I don’t judge people for whatever the aspire to be in life. Whether they want to work in a STEM field, be a freelance scifi magazine writer, be a social media star, a stripper, you just do you. I believe everyone has the right to be happy. An observation I have recently made is what people see as #goals.
#Goals don’t seem to be applied to anything of value. There are basic standards for a human. I can list many, but the biggest is to strive for success that raises your own personal value. Max out what you have to offer the world and what makes you happy. With that goal, you will be revered by others and also probably die with regrets.

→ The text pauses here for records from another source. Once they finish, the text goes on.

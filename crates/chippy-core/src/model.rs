use crate::command::Command;
use crate::subscription::Subscription;
use ratatui::Frame;

/// The top-level application trait, following the [Elm Architecture].
///
/// A chippy application owns its whole state in one `Model`. The runtime
/// drives the cycle:
///
/// 1. [`init`](Model::init) builds the initial state from the startup
///    [`Flags`](Model::Flags) and may return a [`Command`].
/// 2. [`view`](Model::view) draws the state into a [`ratatui::Frame`].
/// 3. Terminal input reaches the model as messages through the
///    [`Subscription`]s it declares.
/// 4. [`update`](Model::update) handles one message at a time and may return
///    a further [`Command`].
///
/// Messages are processed strictly one after another, so `update` never has
/// to guard its state against concurrent access.
///
/// # Example
///
/// ```rust,ignore
/// use chippy_core::{Command, Model};
/// use ratatui::widgets::Paragraph;
/// use ratatui::Frame;
///
/// struct Picked {
///     names: Vec<String>,
/// }
///
/// enum Msg {
///     Pick(String),
///     Clear,
/// }
///
/// impl Model for Picked {
///     type Message = Msg;
///     type Flags = ();
///
///     fn init(_: ()) -> (Self, Command<Msg>) {
///         (Picked { names: Vec::new() }, Command::none())
///     }
///
///     fn update(&mut self, msg: Msg) -> Command<Msg> {
///         match msg {
///             Msg::Pick(name) => self.names.push(name),
///             Msg::Clear => self.names.clear(),
///         }
///         Command::none()
///     }
///
///     fn view(&self, frame: &mut Frame) {
///         frame.render_widget(Paragraph::new(self.names.join(", ")), frame.area());
///     }
/// }
/// ```
///
/// [Elm Architecture]: https://guide.elm-lang.org/architecture/
pub trait Model: Sized + Send + 'static {
    /// Every event that can change the application state.
    type Message: Send + 'static;

    /// Startup data handed to [`Model::init`], e.g. a loaded catalog.
    type Flags: Send + 'static;

    /// Create the initial state and an optional startup command.
    fn init(flags: Self::Flags) -> (Self, Command<Self::Message>);

    /// Handle one message, mutate state, and return any follow-up side effect.
    ///
    /// After `update` returns the runtime re-renders and reconciles
    /// [`subscriptions`](Model::subscriptions).
    fn update(&mut self, msg: Self::Message) -> Command<Self::Message>;

    /// Render the current state. Called after every update.
    fn view(&self, frame: &mut Frame);

    /// Subscriptions that should be live for the current state.
    ///
    /// The runtime diffs the returned list against the previously active set
    /// by [`SubscriptionId`](crate::SubscriptionId): new ids are started,
    /// missing ids are aborted, unchanged ids keep running.
    fn subscriptions(&self) -> Vec<Subscription<Self::Message>> {
        vec![]
    }
}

I see the #goals mainly associated with appearance, followed by comments by how women’s lives would be perfect if they could f*cking nail that makeup style or achieve the slim-thick physique aesthetic. It’s become so cool to put your livelihood into an outside persona made to please the world. Sure, it can be to make yourself happy as well. It’s very much a self-esteem boost to have pride in your body matching your vision. But that is just setting aspiration for what is on the outside of you.
I don’t see #goals for getting awesome grades or achieving a CEO position. I don’t see #goals for those women who risk malaria and watch babies die when they do missions in third world countries to try to make a difference. Or those role model teens who spend their spring break doing volunteering on their precious time to relax before college finals. Or kids who came from messed-up places who made something of themselves. Or even the everyday girl whose got her sh*t together. Those are the people who should be #goals. Those are the people who should be what people look up to.
I’m not saying I used to always think this way.
Sure, I went on social media and saw all the makeup and glamour, then scoured tips for how to imitate that. I tried them out and checked the ‘tried it’ option on Pinterest. I felt happier for a bit to take a step towards achieving a bodily representation of my internal moodboard. The happiness wasn’t fulfilling.
I wasn’t raising my own personal value. All I did was put on makeup in a different way.
I felt I was a fraud in life. Life is so amazing with all the opportunities it offers. I could pack up my bags and go to Italy. I could bring my boyfriend on a spontaneous date all over the nearby city for the night of his life without a care about money. I could switch my major in my college, or quit and focus on being a fitness guru. For a spin I could try to get away with robbing a bank or blow all my money trying to win it big at the casino. Hell, there is the chance I could succeed. Who is to stop me from doing any of those things? My morals and laws are the only hindrances.
Instead, I spent too much time watching Youtube makeup tutorials, then fretting when the same trick with the face goo didn’t look the same. I would spend more time reading about how to have the best figure instead of actually working out. Those were my #goals at the time that made me miss out on life.
I tried, but it was like the Melanie Martinez lyrics “Kids are still depressed when you dress them up.”
I redefined my #goals by going without those luxuries. By quitting makeup for a couple weeks. I started focusing on exercise for mental health and as a natural mood-booster. Spending my time with cute animals at the pound to brighten up their lonely days instead of time on social media or practicing #bathroomselfie. I found it more rewarding.
Things can be categorized as intrinsically or extrinsically motivating.
When I would drop what I was doing with others, they were more impressed by that than me wearing the trendy mustard colored sweater. It made me want to laugh when it clicked that focusing on my insides is what I wanted to do.
I’m not saying that anyone should care about what I’m saying. I’m not throwing myself a pity party by saying others have misplaced goals lost in aesthetics. I believe in people doing what it takes to be a good egg. Hell, maybe those girls with the #goals eyebrows will be the next Kim Kardashian and spend the rest of their days Happily-Ever-After.